* WHAT TO WORK ON:
Filter the records, keeping every line that has the string "Result".
# # # # # # #
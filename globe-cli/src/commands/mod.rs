pub mod batch;
pub mod extract;
pub mod info;
pub mod list;
pub mod query;

use anyhow::{Context, Result};
use clap::builder::BoolishValueParser;
use clap::Args;
use globe::service::{DEFAULT_FILE_OPEN_TIMEOUT_MS, DEFAULT_MAX_POINTS};
use globe::{GlobeService, GlobeServiceBuilder};
use indicatif::ProgressStyle;
use std::path::{Path, PathBuf};

/// Separator for `GLOBE_DATA_DIR`, matching the platform's `PATH` syntax.
const PATH_SEPARATOR: char = if cfg!(windows) { ';' } else { ':' };

/// Options shared by every command that reads tiles.
#[derive(Args, Debug, Clone)]
pub struct ServiceArgs {
    /// Directory containing the GLOBE tiles (repeat to add fallbacks)
    #[arg(
        short,
        long = "data-dir",
        global = true,
        env = "GLOBE_DATA_DIR",
        value_delimiter = PATH_SEPARATOR
    )]
    pub data_dirs: Vec<PathBuf>,

    /// Idle time before a tile file is closed, in ms (0 or less: no caching)
    #[arg(
        short,
        long,
        global = true,
        allow_negative_numbers = true,
        env = "GLOBE_FILE_TIMEOUT_MS",
        default_value_t = DEFAULT_FILE_OPEN_TIMEOUT_MS
    )]
    pub timeout_ms: i64,

    /// Maximum number of grid points in a bounding-box query
    #[arg(
        short,
        long,
        global = true,
        env = "GLOBE_MAX_POINTS",
        default_value_t = DEFAULT_MAX_POINTS
    )]
    pub max_points: u64,

    /// Close every tile file after each query
    #[arg(
        long,
        global = true,
        env = "GLOBE_AUTO_CLOSE",
        value_parser = BoolishValueParser::new()
    )]
    pub auto_close: bool,
}

impl ServiceArgs {
    /// Builder from the command-line flags and their environment fallbacks.
    pub fn builder(&self) -> GlobeServiceBuilder {
        let dirs: Vec<&PathBuf> = self
            .data_dirs
            .iter()
            .filter(|dir| !dir.as_os_str().is_empty())
            .collect();
        let builder = if dirs.is_empty() {
            GlobeServiceBuilder::default()
        } else {
            GlobeServiceBuilder::with_candidates(dirs)
        };
        builder
            .file_open_timeout_ms(self.timeout_ms)
            .max_points(self.max_points)
            .auto_close(self.auto_close)
    }

    /// Build the elevation service.
    pub fn service(&self) -> Result<GlobeService> {
        self.builder().build().context(
            "No usable GLOBE data directory. Use --data-dir or set GLOBE_DATA_DIR",
        )
    }

    /// Directory to inspect without requiring every tile to be present.
    ///
    /// The first candidate that exists, otherwise the first candidate.
    pub fn inspect_dir(&self) -> Result<PathBuf> {
        let builder = self.builder();
        let candidates = builder.data_dirs();
        candidates
            .iter()
            .find(|dir| dir.is_dir())
            .or_else(|| candidates.first())
            .cloned()
            .context("No data directory configured. Use --data-dir or set GLOBE_DATA_DIR")
    }
}

pub fn progress_style() -> Result<ProgressStyle> {
    Ok(ProgressStyle::default_bar()
        .template("{spinner:.green} [{elapsed_precise}] [{bar:40.cyan/blue}] {pos}/{len} ({eta})")?
        .progress_chars("#>-"))
}

/// `<stem>_elevation.<extension>` next to the input file.
pub fn default_output_path(input: &Path, extension: &str) -> PathBuf {
    let stem = input
        .file_stem()
        .map(|s| s.to_string_lossy().into_owned())
        .unwrap_or_else(|| "output".to_string());
    input.with_file_name(format!("{}_elevation.{}", stem, extension))
}

pub fn format_size(bytes: u64) -> String {
    const KB: u64 = 1024;
    const MB: u64 = KB * 1024;
    const GB: u64 = MB * 1024;

    if bytes >= GB {
        format!("{:.2} GB", bytes as f64 / GB as f64)
    } else if bytes >= MB {
        format!("{:.2} MB", bytes as f64 / MB as f64)
    } else if bytes >= KB {
        format!("{:.2} KB", bytes as f64 / KB as f64)
    } else {
        format!("{} bytes", bytes)
    }
}
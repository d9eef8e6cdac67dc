//! Coordinate normalization and bounding boxes.
//!
//! Every query is snapped to the centre of a 30 arc-second grid cell before
//! any tile is consulted. A [`Coordinate`] stores the cell as a pair of
//! integer grid indices, so normalization is exact and idempotent and box
//! enumeration never accumulates floating-point drift.
//!
//! The index `i` of an axis maps to the cell-centre value
//! `i / RESOLUTION - HALF_STEP`, i.e. index 1 is the cell just north (east)
//! of 0°.

use std::fmt;

use crate::catalog::RESOLUTION;
use crate::error::{GlobeError, Result};

/// Grid step in degrees.
pub const STEP: f64 = 1.0 / RESOLUTION as f64;

/// Offset from a grid line to the centre of a cell.
pub const HALF_STEP: f64 = STEP / 2.0;

const MIN_LAT_INDEX: i64 = -90 * RESOLUTION + 1;
const MAX_LAT_INDEX: i64 = 90 * RESOLUTION;
const MIN_LON_INDEX: i64 = -180 * RESOLUTION + 1;
const MAX_LON_INDEX: i64 = 180 * RESOLUTION;
const HALF_TURN: i64 = 180 * RESOLUTION;
const FULL_TURN: i64 = 360 * RESOLUTION;

/// Snap a coordinate value to the index of the nearest cell centre.
///
/// Computes `round((value + HALF_STEP) * RESOLUTION)` with ties rounded
/// towards positive infinity.
pub fn coord_to_index(value: f64) -> i64 {
    ((value + HALF_STEP) * RESOLUTION as f64 + 0.5).floor() as i64
}

/// Cell-centre value of a grid index.
pub fn index_to_coord(index: i64) -> f64 {
    index as f64 / RESOLUTION as f64 - HALF_STEP
}

/// Mirror a longitude index by half a turn.
///
/// Western longitudes move east by 180°, eastern ones move west. Applying it
/// twice returns the original index.
fn mirror_lon_index(index: i64) -> i64 {
    if index <= 0 {
        index + HALF_TURN
    } else {
        index - HALF_TURN
    }
}

/// Inclusive count of indices in `lo..=hi`.
fn span(lo: i64, hi: i64) -> u64 {
    hi.checked_sub(lo)
        .and_then(|d| d.checked_add(1))
        .map_or(u64::MAX, |n| n as u64)
}

/// A longitude/latitude pair snapped to the centre of a grid cell.
///
/// Latitude is clamped to `[-90 + HALF_STEP, 90 - HALF_STEP]` and longitude
/// wrapped once into `[-180, 180]`.
#[derive(Debug, Clone, Copy, PartialEq, Eq, Hash)]
pub struct Coordinate {
    lon_index: i64,
    lat_index: i64,
}

impl Coordinate {
    /// Normalize a raw longitude/latitude pair.
    ///
    /// # Errors
    ///
    /// Returns [`GlobeError::InvalidCoordinate`] if either value is NaN or
    /// infinite.
    ///
    /// # Example
    ///
    /// ```
    /// use globe::Coordinate;
    ///
    /// let c = Coordinate::new(0.0, 0.0).unwrap();
    /// assert!((c.lon() - 1.0 / 240.0).abs() < 1e-12);
    /// assert_eq!(Coordinate::new(c.lon(), c.lat()).unwrap(), c);
    /// ```
    pub fn new(lon: f64, lat: f64) -> Result<Self> {
        if !lon.is_finite() || !lat.is_finite() {
            return Err(GlobeError::InvalidCoordinate {
                message: format!("non-finite coordinate (lon={}, lat={})", lon, lat),
            });
        }

        let lat_index = coord_to_index(lat).clamp(MIN_LAT_INDEX, MAX_LAT_INDEX);

        let mut lon_index = coord_to_index(lon);
        if lon_index < MIN_LON_INDEX {
            lon_index += FULL_TURN;
        } else if lon_index > MAX_LON_INDEX {
            lon_index -= FULL_TURN;
        }

        Ok(Self {
            lon_index,
            lat_index,
        })
    }

    pub(crate) fn from_indices(lon_index: i64, lat_index: i64) -> Self {
        Self {
            lon_index,
            lat_index,
        }
    }

    /// Longitude of the cell centre in degrees.
    pub fn lon(&self) -> f64 {
        index_to_coord(self.lon_index)
    }

    /// Latitude of the cell centre in degrees.
    pub fn lat(&self) -> f64 {
        index_to_coord(self.lat_index)
    }

    /// Longitude grid index.
    pub fn lon_index(&self) -> i64 {
        self.lon_index
    }

    /// Latitude grid index.
    pub fn lat_index(&self) -> i64 {
        self.lat_index
    }
}

impl fmt::Display for Coordinate {
    fn fmt(&self, f: &mut fmt::Formatter<'_>) -> fmt::Result {
        write!(f, "({:.6}, {:.6})", self.lon(), self.lat())
    }
}

/// An inclusive box of grid cells between two corners.
///
/// When the corners lie on opposite sides of the antimeridian (opposite
/// longitude signs, at least 180° apart) the box is built in mirrored
/// longitude space, where it is contiguous, and every enumerated longitude is
/// mirrored back.
#[derive(Debug, Clone, Copy, PartialEq, Eq)]
pub struct BoundingBox {
    min_lon_index: i64,
    max_lon_index: i64,
    min_lat_index: i64,
    max_lat_index: i64,
    crosses_antimeridian: bool,
}

impl BoundingBox {
    /// Create a box from two opposite corners, in either order.
    pub fn new(a: Coordinate, b: Coordinate) -> Self {
        let crosses_antimeridian =
            a.lon() * b.lon() < 0.0 && (a.lon() - b.lon()).abs() >= 180.0;

        let (lon_a, lon_b) = if crosses_antimeridian {
            (mirror_lon_index(a.lon_index), mirror_lon_index(b.lon_index))
        } else {
            (a.lon_index, b.lon_index)
        };

        Self {
            min_lon_index: lon_a.min(lon_b),
            max_lon_index: lon_a.max(lon_b),
            min_lat_index: a.lat_index.min(b.lat_index),
            max_lat_index: a.lat_index.max(b.lat_index),
            crosses_antimeridian,
        }
    }

    /// Create a box from raw corner coordinates `(lon, lat)`.
    pub fn from_corners(a: (f64, f64), b: (f64, f64)) -> Result<Self> {
        Ok(Self::new(
            Coordinate::new(a.0, a.1)?,
            Coordinate::new(b.0, b.1)?,
        ))
    }

    /// Whether the box wraps across ±180° longitude.
    pub fn crosses_antimeridian(&self) -> bool {
        self.crosses_antimeridian
    }

    /// Number of grid points enclosed, both edges included.
    ///
    /// Saturates at `u64::MAX` for corners far outside one turn of longitude.
    pub fn point_count(&self) -> u64 {
        let columns = span(self.min_lon_index, self.max_lon_index);
        let rows = span(self.min_lat_index, self.max_lat_index);
        columns.saturating_mul(rows)
    }

    /// South-west corner cell.
    pub fn south_west(&self) -> Coordinate {
        Coordinate::from_indices(self.unmirror(self.min_lon_index), self.min_lat_index)
    }

    /// North-east corner cell.
    pub fn north_east(&self) -> Coordinate {
        Coordinate::from_indices(self.unmirror(self.max_lon_index), self.max_lat_index)
    }

    /// Iterate over every enclosed grid point exactly once.
    pub fn points(&self) -> impl Iterator<Item = Coordinate> {
        let bbox = *self;
        (bbox.min_lon_index..=bbox.max_lon_index).flat_map(move |lon_index| {
            let lon_index = bbox.unmirror(lon_index);
            (bbox.min_lat_index..=bbox.max_lat_index)
                .map(move |lat_index| Coordinate::from_indices(lon_index, lat_index))
        })
    }

    fn unmirror(&self, lon_index: i64) -> i64 {
        if self.crosses_antimeridian {
            mirror_lon_index(lon_index)
        } else {
            lon_index
        }
    }
}

/// A query: a single point, or the mean over a bounding box.
#[derive(Debug, Clone, Copy, PartialEq, Eq)]
pub enum Location {
    /// A single grid cell.
    Point(Coordinate),
    /// Every grid cell inside a box.
    BoundingBox(BoundingBox),
}

impl From<Coordinate> for Location {
    fn from(coord: Coordinate) -> Self {
        Location::Point(coord)
    }
}

impl From<BoundingBox> for Location {
    fn from(bbox: BoundingBox) -> Self {
        Location::BoundingBox(bbox)
    }
}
# # # # # # #
* ANSWER TO THIS TASK:
use anyhow::{Context, Result};
    pub fn service(&self) -> Result<GlobeService> {
    pub fn inspect_dir(&self) -> Result<PathBuf> {
pub fn progress_style() -> Result<ProgressStyle> {
use crate::error::{GlobeError, Result};
    pub fn new(lon: f64, lat: f64) -> Result<Self> {
    fn fmt(&self, f: &mut fmt::Formatter<'_>) -> fmt::Result {
    pub fn from_corners(a: (f64, f64), b: (f64, f64)) -> Result<Self> {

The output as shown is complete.